WORK INSTRUCTION: Reproduce word for word, from the entries below, the line with "rows.iter()", the line with "record as XML", and every line between them, and nothing more.

Stored items:
********

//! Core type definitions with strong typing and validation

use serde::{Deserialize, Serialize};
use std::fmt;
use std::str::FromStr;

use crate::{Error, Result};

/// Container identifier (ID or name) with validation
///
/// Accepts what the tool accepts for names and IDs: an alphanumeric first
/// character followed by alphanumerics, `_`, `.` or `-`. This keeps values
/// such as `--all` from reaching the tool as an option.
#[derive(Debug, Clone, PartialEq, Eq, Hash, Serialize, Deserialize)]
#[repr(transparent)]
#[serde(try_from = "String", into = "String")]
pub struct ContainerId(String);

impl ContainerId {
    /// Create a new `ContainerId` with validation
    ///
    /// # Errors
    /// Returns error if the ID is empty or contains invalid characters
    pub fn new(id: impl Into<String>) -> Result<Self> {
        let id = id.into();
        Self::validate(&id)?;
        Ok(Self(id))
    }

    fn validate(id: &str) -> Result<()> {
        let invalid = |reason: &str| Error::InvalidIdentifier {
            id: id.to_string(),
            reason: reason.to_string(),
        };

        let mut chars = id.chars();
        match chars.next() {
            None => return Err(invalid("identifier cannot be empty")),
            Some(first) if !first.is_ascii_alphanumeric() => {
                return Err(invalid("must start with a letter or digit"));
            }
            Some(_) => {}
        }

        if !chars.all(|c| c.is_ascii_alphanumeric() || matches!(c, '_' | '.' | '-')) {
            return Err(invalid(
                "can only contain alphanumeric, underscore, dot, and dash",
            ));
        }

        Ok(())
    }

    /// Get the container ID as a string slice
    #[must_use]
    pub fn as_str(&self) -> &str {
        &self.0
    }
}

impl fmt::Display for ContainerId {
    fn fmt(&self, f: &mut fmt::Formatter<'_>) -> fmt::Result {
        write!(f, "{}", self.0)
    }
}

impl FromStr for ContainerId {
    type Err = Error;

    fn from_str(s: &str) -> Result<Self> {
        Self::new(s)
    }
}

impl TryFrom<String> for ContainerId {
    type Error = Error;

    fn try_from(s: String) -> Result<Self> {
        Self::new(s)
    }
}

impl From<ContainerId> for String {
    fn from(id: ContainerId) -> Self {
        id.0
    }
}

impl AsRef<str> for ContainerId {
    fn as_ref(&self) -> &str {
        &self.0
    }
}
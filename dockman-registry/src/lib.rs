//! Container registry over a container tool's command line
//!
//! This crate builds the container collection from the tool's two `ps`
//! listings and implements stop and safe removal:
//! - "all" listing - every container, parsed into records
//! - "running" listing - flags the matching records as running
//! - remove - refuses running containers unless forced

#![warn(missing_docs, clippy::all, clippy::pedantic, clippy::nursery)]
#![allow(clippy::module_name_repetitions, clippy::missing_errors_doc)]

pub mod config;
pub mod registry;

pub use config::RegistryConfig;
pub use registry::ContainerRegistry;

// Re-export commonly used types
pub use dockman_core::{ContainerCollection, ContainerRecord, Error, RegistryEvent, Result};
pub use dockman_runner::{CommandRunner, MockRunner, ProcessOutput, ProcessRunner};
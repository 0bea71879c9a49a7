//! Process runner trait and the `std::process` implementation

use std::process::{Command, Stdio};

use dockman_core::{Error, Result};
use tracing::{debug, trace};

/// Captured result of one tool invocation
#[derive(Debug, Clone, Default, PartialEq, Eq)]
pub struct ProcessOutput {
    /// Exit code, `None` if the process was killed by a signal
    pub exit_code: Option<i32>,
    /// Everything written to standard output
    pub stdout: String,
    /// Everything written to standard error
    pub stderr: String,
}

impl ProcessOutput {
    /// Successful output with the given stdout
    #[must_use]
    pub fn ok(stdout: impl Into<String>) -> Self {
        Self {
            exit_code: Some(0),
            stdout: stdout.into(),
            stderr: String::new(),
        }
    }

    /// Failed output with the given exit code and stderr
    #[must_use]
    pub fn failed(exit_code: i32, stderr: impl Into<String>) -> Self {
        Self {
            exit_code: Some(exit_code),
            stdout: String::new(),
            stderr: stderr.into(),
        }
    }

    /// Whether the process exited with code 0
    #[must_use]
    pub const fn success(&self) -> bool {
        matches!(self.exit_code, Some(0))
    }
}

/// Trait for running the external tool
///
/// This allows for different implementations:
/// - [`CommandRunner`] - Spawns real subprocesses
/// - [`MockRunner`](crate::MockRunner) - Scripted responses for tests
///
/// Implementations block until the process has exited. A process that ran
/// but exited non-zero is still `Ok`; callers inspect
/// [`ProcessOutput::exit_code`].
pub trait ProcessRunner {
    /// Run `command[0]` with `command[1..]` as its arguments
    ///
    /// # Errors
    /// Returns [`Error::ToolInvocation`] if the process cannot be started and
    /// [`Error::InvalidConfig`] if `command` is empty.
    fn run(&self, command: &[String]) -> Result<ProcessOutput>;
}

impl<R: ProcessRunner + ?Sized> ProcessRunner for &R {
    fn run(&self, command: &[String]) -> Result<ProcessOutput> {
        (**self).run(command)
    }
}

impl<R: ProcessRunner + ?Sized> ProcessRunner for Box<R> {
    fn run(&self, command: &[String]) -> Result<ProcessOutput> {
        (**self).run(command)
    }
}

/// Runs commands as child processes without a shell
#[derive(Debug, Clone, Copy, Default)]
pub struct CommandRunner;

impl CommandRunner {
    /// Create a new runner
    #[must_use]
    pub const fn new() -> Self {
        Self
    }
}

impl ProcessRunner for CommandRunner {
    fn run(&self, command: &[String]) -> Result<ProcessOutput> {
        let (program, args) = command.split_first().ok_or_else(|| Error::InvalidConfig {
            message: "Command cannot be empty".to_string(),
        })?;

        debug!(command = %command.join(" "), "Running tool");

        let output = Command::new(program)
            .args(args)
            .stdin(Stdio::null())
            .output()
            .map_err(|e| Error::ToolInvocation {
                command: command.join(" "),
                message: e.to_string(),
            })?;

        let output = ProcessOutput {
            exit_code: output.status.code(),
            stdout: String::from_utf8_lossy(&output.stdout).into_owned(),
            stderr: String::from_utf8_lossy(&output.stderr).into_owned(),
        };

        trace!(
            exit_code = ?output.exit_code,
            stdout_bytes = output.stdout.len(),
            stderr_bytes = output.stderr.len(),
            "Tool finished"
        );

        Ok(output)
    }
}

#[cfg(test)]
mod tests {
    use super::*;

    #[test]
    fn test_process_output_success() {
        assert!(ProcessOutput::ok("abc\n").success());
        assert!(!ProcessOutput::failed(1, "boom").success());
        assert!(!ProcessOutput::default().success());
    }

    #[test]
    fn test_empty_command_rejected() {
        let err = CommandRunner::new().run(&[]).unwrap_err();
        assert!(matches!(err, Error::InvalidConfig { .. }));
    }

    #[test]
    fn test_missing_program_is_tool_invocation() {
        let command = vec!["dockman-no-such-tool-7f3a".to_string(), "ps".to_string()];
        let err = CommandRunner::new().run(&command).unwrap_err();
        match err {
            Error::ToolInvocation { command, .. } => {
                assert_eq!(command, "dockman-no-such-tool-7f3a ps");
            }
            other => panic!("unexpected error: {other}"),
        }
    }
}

********

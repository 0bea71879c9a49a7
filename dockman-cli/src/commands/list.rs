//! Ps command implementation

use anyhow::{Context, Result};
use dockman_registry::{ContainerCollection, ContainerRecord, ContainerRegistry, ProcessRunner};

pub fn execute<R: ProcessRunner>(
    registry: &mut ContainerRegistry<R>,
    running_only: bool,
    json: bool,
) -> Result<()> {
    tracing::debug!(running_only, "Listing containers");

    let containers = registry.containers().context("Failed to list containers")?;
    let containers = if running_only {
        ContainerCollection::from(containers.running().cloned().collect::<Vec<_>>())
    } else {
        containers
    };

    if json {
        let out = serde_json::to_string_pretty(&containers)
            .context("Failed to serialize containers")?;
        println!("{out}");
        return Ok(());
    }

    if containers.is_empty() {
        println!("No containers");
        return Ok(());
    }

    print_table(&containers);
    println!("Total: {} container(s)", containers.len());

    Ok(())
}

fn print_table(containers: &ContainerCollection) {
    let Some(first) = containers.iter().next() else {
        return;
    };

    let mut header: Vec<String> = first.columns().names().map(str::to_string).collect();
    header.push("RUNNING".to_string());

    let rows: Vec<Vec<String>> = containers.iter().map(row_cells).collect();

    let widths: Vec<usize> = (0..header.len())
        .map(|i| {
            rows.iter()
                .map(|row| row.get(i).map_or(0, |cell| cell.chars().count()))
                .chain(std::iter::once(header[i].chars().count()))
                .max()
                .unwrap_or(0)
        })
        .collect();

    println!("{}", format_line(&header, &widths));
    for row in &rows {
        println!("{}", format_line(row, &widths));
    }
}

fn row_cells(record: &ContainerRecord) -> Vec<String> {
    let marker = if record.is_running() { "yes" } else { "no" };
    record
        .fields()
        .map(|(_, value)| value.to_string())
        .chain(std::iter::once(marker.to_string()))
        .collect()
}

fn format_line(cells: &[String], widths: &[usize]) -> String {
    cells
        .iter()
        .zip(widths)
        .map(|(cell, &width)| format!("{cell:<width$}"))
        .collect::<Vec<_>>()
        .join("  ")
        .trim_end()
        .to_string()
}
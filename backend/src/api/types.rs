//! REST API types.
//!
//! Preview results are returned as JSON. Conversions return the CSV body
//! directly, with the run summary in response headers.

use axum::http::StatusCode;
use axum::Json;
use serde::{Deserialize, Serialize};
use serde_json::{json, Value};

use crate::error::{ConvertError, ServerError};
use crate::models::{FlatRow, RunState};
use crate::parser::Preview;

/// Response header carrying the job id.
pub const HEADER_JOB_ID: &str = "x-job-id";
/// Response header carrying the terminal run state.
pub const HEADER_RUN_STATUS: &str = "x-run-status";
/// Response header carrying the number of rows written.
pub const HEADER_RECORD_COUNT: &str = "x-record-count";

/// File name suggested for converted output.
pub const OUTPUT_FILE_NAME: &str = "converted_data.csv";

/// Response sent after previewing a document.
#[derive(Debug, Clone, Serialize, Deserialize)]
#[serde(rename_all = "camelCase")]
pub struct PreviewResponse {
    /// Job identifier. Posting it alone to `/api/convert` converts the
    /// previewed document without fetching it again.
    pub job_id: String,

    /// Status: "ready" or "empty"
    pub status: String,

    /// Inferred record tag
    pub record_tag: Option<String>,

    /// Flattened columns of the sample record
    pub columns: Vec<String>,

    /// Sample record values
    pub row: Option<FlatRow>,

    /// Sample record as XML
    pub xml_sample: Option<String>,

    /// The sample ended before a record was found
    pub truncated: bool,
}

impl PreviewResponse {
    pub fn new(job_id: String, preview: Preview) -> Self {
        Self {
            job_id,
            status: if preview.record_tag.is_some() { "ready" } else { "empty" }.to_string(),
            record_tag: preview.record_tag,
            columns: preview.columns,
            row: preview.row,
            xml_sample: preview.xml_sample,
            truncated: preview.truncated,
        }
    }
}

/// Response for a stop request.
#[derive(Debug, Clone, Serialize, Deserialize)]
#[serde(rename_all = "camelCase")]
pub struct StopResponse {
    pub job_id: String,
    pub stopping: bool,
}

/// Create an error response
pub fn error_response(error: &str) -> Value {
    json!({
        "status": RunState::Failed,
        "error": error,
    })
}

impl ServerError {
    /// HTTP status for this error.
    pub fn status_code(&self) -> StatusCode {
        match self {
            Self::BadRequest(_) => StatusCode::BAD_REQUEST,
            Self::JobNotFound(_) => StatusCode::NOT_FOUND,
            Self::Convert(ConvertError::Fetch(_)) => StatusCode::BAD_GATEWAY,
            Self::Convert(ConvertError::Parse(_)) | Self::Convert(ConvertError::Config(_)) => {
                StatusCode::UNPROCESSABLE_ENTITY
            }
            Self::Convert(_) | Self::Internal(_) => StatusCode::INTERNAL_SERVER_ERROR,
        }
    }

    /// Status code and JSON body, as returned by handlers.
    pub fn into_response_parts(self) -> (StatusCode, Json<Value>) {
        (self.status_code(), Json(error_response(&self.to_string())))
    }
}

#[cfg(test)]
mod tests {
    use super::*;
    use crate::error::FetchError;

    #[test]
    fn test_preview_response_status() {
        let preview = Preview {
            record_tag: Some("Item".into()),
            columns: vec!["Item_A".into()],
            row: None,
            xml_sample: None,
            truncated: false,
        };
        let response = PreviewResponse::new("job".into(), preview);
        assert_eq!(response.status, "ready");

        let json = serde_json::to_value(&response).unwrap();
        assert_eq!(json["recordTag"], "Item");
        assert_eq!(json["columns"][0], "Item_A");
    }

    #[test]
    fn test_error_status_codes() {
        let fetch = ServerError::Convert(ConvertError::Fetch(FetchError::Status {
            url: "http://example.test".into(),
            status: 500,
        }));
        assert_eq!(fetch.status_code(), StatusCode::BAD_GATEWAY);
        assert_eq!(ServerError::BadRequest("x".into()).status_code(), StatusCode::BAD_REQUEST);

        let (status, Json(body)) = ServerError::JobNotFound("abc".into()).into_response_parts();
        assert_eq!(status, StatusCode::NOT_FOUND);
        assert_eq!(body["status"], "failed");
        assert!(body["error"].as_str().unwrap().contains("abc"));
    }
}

********

RESPONSE TO THIS TASK:
            rows.iter()
                .map(|row| row.get(i).map_or(0, |cell| cell.chars().count()))
                .chain(std::iter::once(header[i].chars().count()))
                .max()
                .unwrap_or(0)
        })
        .collect();

    println!("{}", format_line(&header, &widths));
    for row in &rows {
        println!("{}", format_line(row, &widths));
    }
}

fn row_cells(record: &ContainerRecord) -> Vec<String> {
    let marker = if record.is_running() { "yes" } else { "no" };
    record
        .fields()
        .map(|(_, value)| value.to_string())
        .chain(std::iter::once(marker.to_string()))
        .collect()
}

fn format_line(cells: &[String], widths: &[usize]) -> String {
    cells
        .iter()
        .zip(widths)
        .map(|(cell, &width)| format!("{cell:<width$}"))
        .collect::<Vec<_>>()
        .join("  ")
        .trim_end()
        .to_string()
}
filename backend/src/api/types.rs
//! REST API types.
//!
//! Preview results are returned as JSON. Conversions return the CSV body
//! directly, with the run summary in response headers.

use axum::http::StatusCode;
use axum::Json;
use serde::{Deserialize, Serialize};
use serde_json::{json, Value};

use crate::error::{ConvertError, ServerError};
use crate::models::{FlatRow, RunState};
use crate::parser::Preview;

/// Response header carrying the job id.
pub const HEADER_JOB_ID: &str = "x-job-id";
/// Response header carrying the terminal run state.
pub const HEADER_RUN_STATUS: &str = "x-run-status";
/// Response header carrying the number of rows written.
pub const HEADER_RECORD_COUNT: &str = "x-record-count";

/// File name suggested for converted output.
pub const OUTPUT_FILE_NAME: &str = "converted_data.csv";

/// Response sent after previewing a document.
#[derive(Debug, Clone, Serialize, Deserialize)]
#[serde(rename_all = "camelCase")]
pub struct PreviewResponse {
    /// Job identifier. Posting it alone to `/api/convert` converts the
    /// previewed document without fetching it again.
    pub job_id: String,

    /// Status: "ready" or "empty"
    pub status: String,

    /// Inferred record tag
    pub record_tag: Option<String>,

    /// Flattened columns of the sample record
    pub columns: Vec<String>,

    /// Sample record values
    pub row: Option<FlatRow>,

    /// Sample record as XML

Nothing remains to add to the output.